• Tot School
Dec
08

Kakuro to the rescue

The Montessori philosophy talks about the “prepared environment”. Unschooling philosophy sometimes talks about “strewing”. Reggio offers “provocations”. Whatever you want to call it, the fundamental principle is the same — leaving something educational ready and lying around for the child to discover and pursue in their own time according to their own interesting.

This isn’t something I have done much with my son through our homeschooling journey. I have purchased curriculum and allowed him to have a say in the decision-making processes, which to buy and when and how often to use them. I have tried to help him organize his space. And I have sometimes bought ‘extra’ things and given them to him outright, which he has consequently ignored, and which I have then left around in his bookcase or on his shelves, in hopes that someday he’ll notice it by chance and say “oh hey, this looks interesting, I wonder where this came from” or even “oh yeah, I remember this… hm, looks interesting now.” That’s about as close as I’ve gotten to “strewing” for him.

With my daughter having entered the “teachable” ages, where I must decide how much to simply leave her to develop “naturally” and how much to, um, “assist” that natural development, I’ve done quite a lot of reading on Montessori principles and the prepared environment. We’ve implemented quite a few things already which I’ll talk about in another post sometime soon.

Seeing how well she is responding to her prepared environment has made me stop and consider what I could be doing differently for my older son. Sometimes I feel we’re straddling a no-man’s-land between rigid curriculum expectations and a free-floating laziness with no motivation or goals… we rock back and forth from strict daily schedules with checklists, to days of complete sloth and boredom. Where, I ask myself, is the homeschooled child I was promised by all the advertising? The one who is keen and curious and grabs things off his shelf to read or to do just because it’s there and looks interesting? The one who isn’t whining that there’s nothing to do when he has shelves FULL of things he hasn’t yet done… and that I know he would like if he just tried them?

Kakuro to the rescue.

For those unfamiliar with Kakuro, or “Cross Sums”, it’s another fantastic Japanese logic puzzle along the lines of Sudoku, with one big difference — it uses math! Sudoku of course uses numbers, but no actual math. It’s pure logic, and can just as easily be done with letters or with shapes. Kakuro, on the other hand, is like a crossword puzzle, but you have to find the numbers that add up to the sum for each “word” across or down, and no digit can be used twice in the same sum. For instance, to get the sum of 7 with three digits, the solution can ONLY be 1, 2, and 4… your task is then to figure out which order they go in, as determined by the other sums that are running crosswise to it.

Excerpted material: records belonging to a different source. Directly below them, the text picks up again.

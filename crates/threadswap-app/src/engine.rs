// Rust guideline compliant 2026-10-19

//! Lifecycle engine for items, points and swaps.
//!
//! Every operation runs its read-check-write sequence inside one
//! [`Store::transact`], so concurrent callers are serialized and a failed
//! precondition leaves the store untouched. Preconditions are checked in a
//! fixed order and each failure carries its own error kind.

use crate::error::{AppError, Result};
use crate::list::{self, Page, PlatformStats};
use serde::{Deserialize, Serialize};
use threadswap_core::identity::IdKind;
use threadswap_core::models::{check_len, MAX_MESSAGE_LEN};
use threadswap_core::{
    ledger, unix_now, Actor, Error as CoreError, Finding, Item, ItemDraft, ItemProfileUpdate,
    ItemStatus, PointTransaction, Posting, Role, Snapshot, Store, SwapRequest, SwapStatus,
    Transaction, TransactionKind, UserAccount,
};

type CoreResult<T> = threadswap_core::Result<T>;

/// Source of the current Unix timestamp.
pub type Clock = fn() -> i64;

/// Owner's answer to a pending swap request.
#[derive(Debug, Clone, Copy, PartialEq, Eq, Serialize, Deserialize)]
#[serde(rename_all = "snake_case")]
pub enum SwapDecision {
    Accepted,
    Rejected,
}

impl SwapDecision {
    fn target(self) -> SwapStatus {
        match self {
            SwapDecision::Accepted => SwapStatus::Accepted,
            SwapDecision::Rejected => SwapStatus::Rejected,
        }
    }
}

/// Outcome of an approval.
#[derive(Debug, Clone, PartialEq, Eq, Serialize)]
pub struct Approval {
    pub item: Item,
    /// The `earned` entry credited to the owner.
    pub transaction: PointTransaction,
    /// Owner balance after the credit.
    pub owner_balance: i64,
}

/// Outcome of a redemption.
#[derive(Debug, Clone, PartialEq, Eq, Serialize)]
pub struct Redemption {
    pub item: Item,
    /// The `spent` entry debited from the buyer.
    pub transaction: PointTransaction,
    /// Buyer balance after the debit.
    pub balance: i64,
}

/// Outcome of a swap transition that may touch both items.
#[derive(Debug, Clone, PartialEq, Eq, Serialize)]
pub struct SwapOutcome {
    pub swap: SwapRequest,
    pub item_offered: Item,
    pub item_requested: Item,
}

/// The lifecycle engine over a store handle.
#[derive(Debug)]
pub struct Engine<S> {
    store: S,
    clock: Clock,
}
// Rust guideline compliant 2026-10-19

//! Finite state machines for item and swap statuses.
//!
//! Items move along:
//!
//! - PendingApproval → Available (approval)
//! - PendingApproval → Rejected (moderation, terminal)
//! - Available → Reserved (swap accepted)
//! - Available → Swapped (redeemed with points)
//! - Reserved → Swapped (swap completed)
//! - Reserved → Available (accepted swap cancelled)
//!
//! Swap requests move along:
//!
//! - Pending → Accepted | Rejected | Cancelled
//! - Accepted → Completed | Cancelled
//!
//! Every other transition fails with `InvalidState`.

use crate::{Error, ItemStatus, Result, SwapStatus};

impl ItemStatus {
    /// Checks if a transition to the target status is valid.
    ///
    /// # Errors
    ///
    /// Returns `InvalidState` if the transition is not in the valid set.
    pub fn can_transition_to(&self, target: ItemStatus) -> Result<()> {
        if self.valid_transitions().contains(&target) {
            return Ok(());
        }
        Err(Error::InvalidState(format!(
            "Item cannot move from {} to {}",
            self.as_str(),
            target.as_str()
        )))
    }

    /// Returns the list of valid target states for the current status.
    #[must_use]
    pub fn valid_transitions(&self) -> Vec<ItemStatus> {
        match self {
            ItemStatus::PendingApproval => vec![ItemStatus::Available, ItemStatus::Rejected],
            ItemStatus::Available => vec![ItemStatus::Reserved, ItemStatus::Swapped],
            ItemStatus::Reserved => vec![ItemStatus::Swapped, ItemStatus::Available],
            ItemStatus::Swapped | ItemStatus::Rejected => Vec::new(),
        }
    }

    /// Returns true if no transition leaves this status.
    #[must_use]
    pub fn is_terminal(&self) -> bool {
        matches!(self, ItemStatus::Swapped | ItemStatus::Rejected)
    }
}

impl SwapStatus {
    /// Checks if a transition to the target status is valid.
    ///
    /// # Errors
    ///
    /// Returns `InvalidState` if the transition is not in the valid set.
    pub fn can_transition_to(&self, target: SwapStatus) -> Result<()> {
        if self.valid_transitions().contains(&target) {
            return Ok(());
        }
        if self.is_terminal() {
            return Err(Error::InvalidState(format!(
                "Swap request is already {}",
                self.as_str()
            )));
        }
        Err(Error::InvalidState(format!(
            "Swap request cannot move from {} to {}",
            self.as_str(),
            target.as_str()
        )))
    }

    /// Returns the list of valid target states for the current status.
    #[must_use]
    pub fn valid_transitions(&self) -> Vec<SwapStatus> {
        match self {
            SwapStatus::Pending => vec![
                SwapStatus::Accepted,
                SwapStatus::Rejected,
                SwapStatus::Cancelled,
            ],
            SwapStatus::Accepted => vec![SwapStatus::Completed, SwapStatus::Cancelled],
            SwapStatus::Rejected | SwapStatus::Completed | SwapStatus::Cancelled => Vec::new(),
        }
    }

    /// Returns true if no transition leaves this status.
    #[must_use]
    pub fn is_terminal(&self) -> bool {
        matches!(
            self,
            SwapStatus::Rejected | SwapStatus::Completed | SwapStatus::Cancelled
        )
    }

    /// Returns true if the request holds its items in `reserved`.
    #[must_use]
    pub fn holds_items(&self) -> bool {
        *self == SwapStatus::Accepted
    }
}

I’ve been through my Japanese puzzle addiction and survived. I have broken the back of Sudoku and grew bored with it. I fooled around with kakuro as well as nonograms, hitori, links, and bridges. I gave up on my addiction when I was no longer able to find any puzzle books with the more obscure puzzles and my favourite website shut down.

About a year or so ago, I think, maybe more, I found a puzzle book called Kakuro For Kids: Ninja Editionsince the progressive levels of difficulty were labelled “White Belt”, “Yellow Belt”, etc. This was perfect! Flipper is a martial artist, the belts will be the perfect “hook” to get him into logic puzzle games!
I gave him the book for his birthday, or Christmas, or something. And so it ended up on his shelf, unused, unloved.

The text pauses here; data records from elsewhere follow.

// Rust guideline compliant 2026-10-19

//! Property-based tests for item and ledger models.

use proptest::prelude::*;
use threadswap_core::{
    Category, Condition, Item, ItemDraft, ItemProfileUpdate, Size, TransactionKind,
};

fn arb_condition() -> impl Strategy<Value = Condition> {
    prop_oneof![
        Just(Condition::Excellent),
        Just(Condition::Good),
        Just(Condition::Fair),
        Just(Condition::Worn),
    ]
}

fn arb_category() -> impl Strategy<Value = Category> {
    (0..Category::ALL.len()).prop_map(|idx| Category::ALL[idx])
}

fn arb_size() -> impl Strategy<Value = Size> {
    (0..Size::ALL.len()).prop_map(|idx| Size::ALL[idx])
}

fn arb_draft() -> impl Strategy<Value = ItemDraft> {
    (
        "[A-Za-z][A-Za-z ]{0,40}",
        "[a-z]{10,80}",
        arb_category(),
        arb_size(),
        arb_condition(),
        prop::collection::vec("[a-z]{1,10}", 0..5),
    )
        .prop_map(
            |(title, description, category, size, condition, tags)| ItemDraft {
                title,
                description: format!("Garment {}", description),
                category,
                item_type: "shirt".to_string(),
                size,
                condition,
                color: "green".to_string(),
                brand: None,
                location: None,
                tags,
            },
        )
}

proptest! {
    /// The point value of a new item always follows its condition.
    #[test]
    fn prop_point_value_follows_condition(draft in arb_draft()) {
        let condition = draft.condition;
        let item = Item::from_draft(
            "itm-0000abcd".to_string(),
            "usr-00000001".to_string(),
            draft,
            vec!["a.jpg".to_string()],
            100,
        ).unwrap();
        prop_assert_eq!(item.point_value, condition.point_value());
        prop_assert_eq!(item.status, threadswap_core::ItemStatus::PendingApproval);
    }

    /// Profile updates never touch condition, status or point value.
    #[test]
    fn prop_profile_update_keeps_points(
        draft in arb_draft(),
        title in "[A-Za-z]{1,50}",
        tags in prop::collection::vec("[a-z]{1,10}", 0..5),
    ) {
        let mut item = Item::from_draft(
            "itm-0000abcd".to_string(),
            "usr-00000001".to_string(),
            draft,
            vec!["a.jpg".to_string()],
            100,
        ).unwrap();
        let before = item.clone();
        item.apply_profile(ItemProfileUpdate {
            title: Some(title.clone()),
            tags: Some(tags),
            ..Default::default()
        }, 200).unwrap();

        prop_assert_eq!(item.title, title);
        prop_assert_eq!(item.point_value, before.point_value);
        prop_assert_eq!(item.condition, before.condition);
        prop_assert_eq!(item.status, before.status);
        prop_assert_eq!(item.updated_at, 200);
    }

    /// Toggling a favorite twice restores the original membership.
    #[test]
    fn prop_toggle_favorite_twice_is_identity(
        draft in arb_draft(),
        user in "usr-[0-9a-f]{8}",
        prefavorited in any::<bool>(),
    ) {
        let mut item = Item::from_draft(
            "itm-0000abcd".to_string(),
            "usr-00000001".to_string(),
            draft,
            vec!["a.jpg".to_string()],
            100,
        ).unwrap();
        if prefavorited {
            item.favorites.insert(user.clone());
        }
        let original = item.favorites.clone();

        let first = item.toggle_favorite(&user);
        let second = item.toggle_favorite(&user);

        prop_assert_eq!(first, !prefavorited);
        prop_assert_eq!(second, prefavorited);
        prop_assert_eq!(item.favorites, original);
    }

    /// Debits are never positive and credits never negative.
    #[test]
    fn prop_transaction_sign_rules(amount in -1000i64..1000) {
        prop_assert_eq!(TransactionKind::Spent.check_amount(amount).is_ok(), amount <= 0);
        for kind in [TransactionKind::Earned, TransactionKind::Bonus, TransactionKind::Refund] {
            prop_assert_eq!(kind.check_amount(amount).is_ok(), amount >= 0);
        }
    }
}

#[test]
fn test_point_value_mapping() {
    assert_eq!(Condition::Excellent.point_value(), 100);
    assert_eq!(Condition::Good.point_value(), 75);
    assert_eq!(Condition::Fair.point_value(), 50);
    assert_eq!(Condition::Worn.point_value(), 25);
}

#[test]
fn test_from_draft_rejects_bad_images() {
    let draft = ItemDraft {
        title: "Wool scarf".to_string(),
        description: "Warm grey wool scarf".to_string(),
        category: Category::Accessories,
        item_type: "scarf".to_string(),
        size: Size::S,
        condition: Condition::Fair,
        color: "grey".to_string(),
        brand: None,
        location: None,
        tags: vec![],
    };
    let none = Item::from_draft(
        "itm-0000abcd".to_string(),
        "usr-00000001".to_string(),
        draft.clone(),
        vec![],
        100,
    );
    assert!(none.is_err(), "At least one image is required");

    let six = Item::from_draft(
        "itm-0000abcd".to_string(),
        "usr-00000001".to_string(),
        draft,
        (0..6).map(|i| format!("{}.jpg", i)).collect(),
        100,
    );
    assert!(six.is_err(), "At most five images are allowed");
}

#[test]
fn test_size_wire_names() {
    assert_eq!(serde_json::to_string(&Size::Xxl).unwrap(), "\"XXL\"");
    assert_eq!(serde_json::from_str::<Size>("\"32\"").unwrap(), Size::W32);
}

#[test]
fn test_tags_are_trimmed_and_deduplicated() {
    let draft = ItemDraft {
        title: "Running tights".to_string(),
        description: "Black running tights".to_string(),
        category: Category::Activewear,
        item_type: "tights".to_string(),
        size: Size::M,
        condition: Condition::Excellent,
        color: "black".to_string(),
        brand: Some("  ".to_string()),
        location: None,
        tags: vec![" Sport".to_string(), "sport".to_string(), "".to_string()],
    };
    let item = Item::from_draft(
        "itm-0000abcd".to_string(),
        "usr-00000001".to_string(),
        draft,
        vec!["a.jpg".to_string()],
        100,
    )
    .unwrap();
    assert_eq!(item.tags, vec!["Sport".to_string()]);
    assert_eq!(item.brand, None);
}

Until a few days ago. I was out for the evening, and when I got home he was so very excited about something and he just had to show me.

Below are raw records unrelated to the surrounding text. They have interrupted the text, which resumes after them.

// Rust guideline compliant 2026-10-19

//! Implementation of the `tsw item` commands.
//!
//! Covers submission and moderation, favorites, redemption, the owner's
//! profile edits and the read-only listings.

use crate::commands::Session;
use crate::output::{OutputFormatter, Report};
use anyhow::Result;
use threadswap_app::{
    browse_items, favorite_items, parse_category, parse_condition, parse_item_status, parse_size,
    resolve_item_id, user_items, BrowseOptions,
};
use threadswap_core::{ItemDraft, ItemProfileUpdate};

/// Item actions.
#[derive(Debug, clap::Subcommand)]
pub enum ItemAction {
    /// Submit a new listing for moderation
    Submit {
        /// Title of the listing
        title: String,

        /// Description (10-1000 characters)
        #[arg(long)]
        description: String,

        /// Category (tops, bottoms, outerwear, shoes, accessories, dresses, activewear)
        #[arg(long)]
        category: String,

        /// Garment type, e.g. "jacket"
        #[arg(long = "type")]
        item_type: String,

        /// Size (XS-XXL or waist 28-42)
        #[arg(long)]
        size: String,

        /// Condition (excellent, good, fair, worn)
        #[arg(long)]
        condition: String,

        /// Color
        #[arg(long)]
        color: String,

        /// Brand
        #[arg(long)]
        brand: Option<String>,

        /// Pickup location
        #[arg(long)]
        location: Option<String>,

        /// Tags
        #[arg(long, value_delimiter = ',')]
        tag: Vec<String>,

        /// Image references (1-5)
        #[arg(long, value_delimiter = ',', required = true)]
        image: Vec<String>,
    },

    /// Approve a pending listing and credit its owner (admin only)
    Approve {
        /// Item ID (full or partial)
        id: String,
    },

    /// Reject a pending listing (admin only)
    Reject {
        /// Item ID (full or partial)
        id: String,

        /// Reason shown to the owner
        #[arg(long)]
        reason: String,
    },

    /// Show an item and count the view
    Show {
        /// Item ID (full or partial)
        id: String,
    },

    /// Edit the title, description, location or tags of your item
    Update {
        /// Item ID (full or partial)
        id: String,

        /// New title
        #[arg(long)]
        title: Option<String>,

        /// New description
        #[arg(long)]
        description: Option<String>,

        /// New location
        #[arg(long)]
        location: Option<String>,

        /// Replacement tag list
        #[arg(long, value_delimiter = ',')]
        tags: Option<Vec<String>>,
    },

    /// Add or remove an item from your favorites
    Favorite {
        /// Item ID (full or partial)
        id: String,
    },

    /// Spend points to take an available item
    Redeem {
        /// Item ID (full or partial)
        id: String,
    },

    /// Browse available items
    Browse {
        /// Filter by category
        #[arg(long)]
        category: Option<String>,

        /// Filter by size
        #[arg(long)]
        size: Option<String>,

        /// Filter by condition
        #[arg(long)]
        condition: Option<String>,

        /// Search title, description, tags and brand
        #[arg(long)]
        search: Option<String>,

        /// Include your own listings
        #[arg(long)]
        include_own: bool,

        /// Page number (1-based)
        #[arg(long, default_value_t = 1)]
        page: usize,

        /// Results per page
        #[arg(long)]
        page_size: Option<usize>,
    },

    /// Show the moderation queue, oldest first (admin only)
    Pending {
        /// Page number (1-based)
        #[arg(long, default_value_t = 1)]
        page: usize,

        /// Results per page
        #[arg(long)]
        page_size: Option<usize>,
    },

    /// List your own items
    Mine {
        /// Filter by status
        #[arg(long)]
        status: Option<String>,

        /// Page number (1-based)
        #[arg(long, default_value_t = 1)]
        page: usize,

        /// Results per page
        #[arg(long)]
        page_size: Option<usize>,
    },

    /// List your favorited items that are still available
    Favorites {
        /// Page number (1-based)
        #[arg(long, default_value_t = 1)]
        page: usize,

        /// Results per page
        #[arg(long)]
        page_size: Option<usize>,
    },
}

/// Executes an item action.
///
/// # Errors
///
/// Returns an error if an argument does not parse, an ID does not resolve,
/// or the engine refuses the operation.
pub fn execute(session: &Session, action: ItemAction, formatter: &dyn OutputFormatter) -> Result<()> {
    match action {
        ItemAction::Submit {
            title,
            description,
            category,
            item_type,
            size,
            condition,
            color,
            brand,
            location,
            tag,
            image,
        } => {
            let actor = session.actor()?;
            let draft = ItemDraft {
                title,
                description,
                category: parse_category(&category)?,
                item_type,
                size: parse_size(&size)?,
                condition: parse_condition(&condition)?,
                color,
                brand,
                location,
                tags: tag,
            };
            let item = session.engine().submit_item(&actor, draft, image)?;
            let report = Report::new(format!("Submitted item: {}", item.id), &item)
                .field("Title", &item.title)
                .field("Status", item.status.as_str())
                .field("Points", item.point_value);
            println!("{}", formatter.format_report(&report));
        }
        ItemAction::Approve { id } => {
            let actor = session.actor()?;
            let item_id = resolve(session, &id)?;
            let approval = session.engine().approve_item(&actor, &item_id)?;
            let report = Report::new(format!("Approved item: {}", approval.item.id), &approval)
                .field("Status", approval.item.status.as_str())
                .field("Credited", format!("{} to {}", approval.transaction.amount, approval.item.owner))
                .field("Owner balance", approval.owner_balance);
            println!("{}", formatter.format_report(&report));
        }
        ItemAction::Reject { id, reason } => {
            let actor = session.actor()?;
            let item_id = resolve(session, &id)?;
            let item = session.engine().reject_item(&actor, &item_id, &reason)?;
            let report = Report::new(format!("Rejected item: {}", item.id), &item)
                .field("Status", item.status.as_str())
                .field("Reason", reason);
            println!("{}", formatter.format_report(&report));
        }
        ItemAction::Show { id } => {
            let item_id = resolve(session, &id)?;
            let item = session.engine().view_item(&item_id)?;
            println!("{}", formatter.format_item(&item));
        }
        ItemAction::Update {
            id,
            title,
            description,
            location,
            tags,
        } => {
            let actor = session.actor()?;
            let item_id = resolve(session, &id)?;
            let update = ItemProfileUpdate {
                title,
                description,
                location,
                tags,
            };
            let item = session
                .engine()
                .update_item_profile(&actor, &item_id, update)?;
            let report = Report::new(format!("Updated item: {}", item.id), &item)
                .field("Title", &item.title);
            println!("{}", formatter.format_report(&report));
        }
        ItemAction::Favorite { id } => {
            let actor = session.actor()?;
            let item_id = resolve(session, &id)?;
            let favorited = session.engine().toggle_favorite(&actor, &item_id)?;
            let headline = if favorited {
                format!("Added {} to favorites", item_id)
            } else {
                format!("Removed {} from favorites", item_id)
            };
            let report = Report::new(
                headline,
                &serde_json::json!({ "item": item_id, "favorited": favorited }),
            );
            println!("{}", formatter.format_report(&report));
        }
        ItemAction::Redeem { id } => {
            let actor = session.actor()?;
            let item_id = resolve(session, &id)?;
            let redemption = session.engine().redeem_item(&actor, &item_id)?;
            let report = Report::new(format!("Redeemed item: {}", redemption.item.id), &redemption)
                .field("Title", &redemption.item.title)
                .field("Spent", redemption.transaction.amount.abs())
                .field("Balance", redemption.balance);
            println!("{}", formatter.format_report(&report));
        }
        ItemAction::Browse {
            category,
            size,
            condition,
            search,
            include_own,
            page,
            page_size,
        } => {
            let exclude_owner = match session.optional_actor()? {
                Some(actor) if !include_own => Some(actor.user_id),
                _ => None,
            };
            let options = BrowseOptions {
                category: category.as_deref().map(parse_category).transpose()?,
                size: size.as_deref().map(parse_size).transpose()?,
                condition: condition.as_deref().map(parse_condition).transpose()?,
                search,
                exclude_owner,
            };
            let snapshot = session.engine().snapshot()?;
            let results = browse_items(&snapshot, &options, page, session.page_size(page_size));
            println!("{}", formatter.format_items(&results));
        }
        ItemAction::Pending { page, page_size } => {
            let actor = session.actor()?;
            let results =
                session
                    .engine()
                    .pending_items(&actor, page, session.admin_page_size(page_size))?;
            println!("{}", formatter.format_items(&results));
        }
        ItemAction::Mine {
            status,
            page,
            page_size,
        } => {
            let actor = session.actor()?;
            let status = status.as_deref().map(parse_item_status).transpose()?;
            let snapshot = session.engine().snapshot()?;
            let results = user_items(
                &snapshot,
                &actor.user_id,
                status,
                page,
                session.page_size(page_size),
            );
            println!("{}", formatter.format_items(&results));
        }
        ItemAction::Favorites { page, page_size } => {
            let actor = session.actor()?;
            let snapshot = session.engine().snapshot()?;
            let results =
                favorite_items(&snapshot, &actor.user_id, page, session.page_size(page_size));
            println!("{}", formatter.format_items(&results));
        }
    }

    Ok(())
}

fn resolve(session: &Session, partial: &str) -> Result<String> {
    let snapshot = session.engine().snapshot()?;
    Ok(resolve_item_id(partial, &snapshot)?)
}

It was the Kakurobook, and he had already done the first half-dozen “White Belt” puzzles.

One of the few things I’ve managed to accomplish so far in re-designing a “prepared environment” for him, is that I organized his bookshelves… books he’s already read on one shelf, books yet to be read on another shelf, “school” books here, and “activity” books over there… that’s things like colouring books, puzzle books, instructions on magic tricks, that sort of thing. I had explained this new system to him a couple weeks ago, and it had been untouched until now.

He had looked at his shelf of activity books, saw something and said “oh hey, that looks interesting”.

And all proud of himself, he said, “and it’s doing MATH too, isn’t it mom? I have to add and subtract to solve these! And it’s FUN! I’m already halfway through the White Belt! It’s called the Ninja Edition!”

And so every night in bed, and every day on car trips, he has been puzzling away at his Kakuro book. He’s into the Orange Belt now, the logic is getting a wee bit trickier… And he’s still loving it.

And tonight, when I went to tuck him in to bed, I caught him dismantling the Activity Book shelf, books everywhere. He said he was looking for something else to do. What about Kakuro? Oh, he said, “I can’t find a pencil”. I don’t know what activities he was hoping to find that didn’t require some sort of writing implement… but the fact remains that he was doing what I sometimes thought would never happen… he was delving into his environment, seeking out new discoveries that lay therein. He was dealing with his own boredom, he was eagerly and independently searching out things to do.

Now if only there were some way to ’strew’ lessons in respectful behaviour, self-discipline, selflessness, and empathy, we’d be all set!